The narrative of this novel is by an artist. He tells us he is a painter, but he writes much poetry and does a few sketches. His artist’s eye is keen and he sees colors and people and the world on an expert-level. However, he is unable to actively use his color-box.

The artist has taken a trip in late winter/early spring to develop his own art. He is doing this by detaching himself from society, from the caustic urban centers. And on this trip to a hot springs in the rural landscape, he must remain detached from all things – as if looking at scenes and people as if they were in a picture or even on stage.

Settings and scenes matter in this book, because the narrator is an artist and he is painting the narration. However, if you do not wish to deconstruct the setting and the language and everything else – the novel is still excellent. This is very nice because its one thing to say: “this novel is good, but you have to be intelligent and deconstruct and analyze every item in it” and its quite another to say: “this novel is so good; it is wonderful if you analyze it and it is wonderful if you lazily just let it carry you along to enjoy its rhythm.” 

The setting/scenes, though narrated by an artist, are not atmospheric or esoteric. The artist who is narrating is exceedingly down-to-earth and empirical.  I feel this is somewhat opposite of the stereotypical Western conception of an artist.

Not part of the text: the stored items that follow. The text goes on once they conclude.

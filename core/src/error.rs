use mission_protocol::SessionId;
use mission_protocol::SessionStatus;
use thiserror::Error;

/// Errors returned by the manager's control calls.
#[derive(Debug, Error)]
pub enum SessionError {
    #[error("session config is missing a working directory")]
    MissingCwd,
    #[error("invalid session config: {reason}")]
    InvalidConfig { reason: String },
    #[error("session {session_id} already exists")]
    AlreadyExists { session_id: SessionId },
    #[error("unknown session id {session_id}")]
    UnknownSession { session_id: SessionId },
    #[error("session {session_id} already has an active run")]
    Busy { session_id: SessionId },
    #[error("session {session_id} is {status} and cannot accept input")]
    NotAccepting {
        session_id: SessionId,
        status: SessionStatus,
    },
    #[error("session {session_id} has no pending prompt to answer")]
    NoPendingPrompt { session_id: SessionId },
    #[error("failed to write input to session {session_id}")]
    WriteInput { session_id: SessionId },
}

impl SessionError {
    pub(crate) fn invalid_config(reason: impl Into<String>) -> Self {
        Self::InvalidConfig {
            reason: reason.into(),
        }
    }

    pub(crate) fn unknown(session_id: &SessionId) -> Self {
        Self::UnknownSession {
            session_id: session_id.clone(),
        }
    }
}
//! Submission intake endpoint.

use axum::{Json, extract::State, extract::rejection::JsonRejection};

use agni_common::constants::messages;
use agni_common::{AgniError, IntakeAck, IntakePayload};

use super::ApiError;
use crate::state::{AppState, IntakeStats};
use crate::store::StoredSubmission;

/// Accept one attempt payload.
///
/// Returns:
/// - 200: Submission recorded
/// - 400: Malformed body or no nonce
/// - 403: Nonce already used (replay)
/// - 500: Nonce store or log failure
pub async fn submit(
    State(state): State<AppState>,
    payload: Result<Json<IntakePayload>, JsonRejection>,
) -> Result<Json<IntakeAck>, ApiError> {
    let Json(mut payload) = payload.map_err(|rejection| {
        tracing::debug!(error = %rejection.body_text(), "Malformed submission");
        AgniError::Validation(rejection.body_text())
    })?;

    let nonce = match payload.nonce.take().filter(|n| !n.trim().is_empty()) {
        Some(nonce) => nonce,
        None => {
            IntakeStats::bump(&state.stats.missing_nonce);
            return Err(AgniError::MissingNonce.into());
        }
    };

    let fresh = state.nonces.claim(&nonce).await.inspect_err(|e| {
        IntakeStats::bump(&state.stats.store_errors);
        tracing::error!(error = %e, "Nonce store failure");
    })?;

    if !fresh {
        IntakeStats::bump(&state.stats.replays_blocked);
        tracing::warn!(nonce = %nonce, "Replay attack detected");
        return Err(AgniError::ReplayDetected(nonce).into());
    }

    tracing::info!(
        nonce = %nonce,
        keystrokes = payload.keystrokes.len(),
        pointer_samples = payload.mouse_movements.len(),
        "Submission accepted"
    );

    if let Err(e) = state.log.append(&StoredSubmission::new(payload)).await {
        IntakeStats::bump(&state.stats.store_errors);
        tracing::error!(error = %e, path = ?state.log.path(), "Failed to append behavior log");

        // Nothing was recorded, so the client may resubmit with this nonce
        if let Err(release_err) = state.nonces.release(&nonce).await {
            tracing::error!(error = %release_err, nonce = %nonce, "Failed to release nonce");
        }
        return Err(e.into());
    }

    IntakeStats::bump(&state.stats.accepted);
    Ok(Json(IntakeAck::new(messages::RECORDED)))
}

I find a lot of contemporary/modern Japanese writing to be morbid or gruesome. They are too raw and unpalatable for me, usually. Now, I know this particular novel is a bit older than “contemporary,” but I found it refreshing and delightful that it was not written how I have found many Japanese novels. I think the author is often referred to as Japan’s first modern novelist – to heck with that, I want to call him Japan’s last novelist, too.

The novel is sometimes sad and sometimes joyous. And it sometimes contains the slightest eeriness. But it also ends with a bittersweet perfect imperfection that the best Japanese artists have mastered. There are very stark comments from the narrator about Tokyo. But there are also humorous and amusing moments that display a very, very honest wit. Overall, that is the word I want to use to describe this novel:  honest.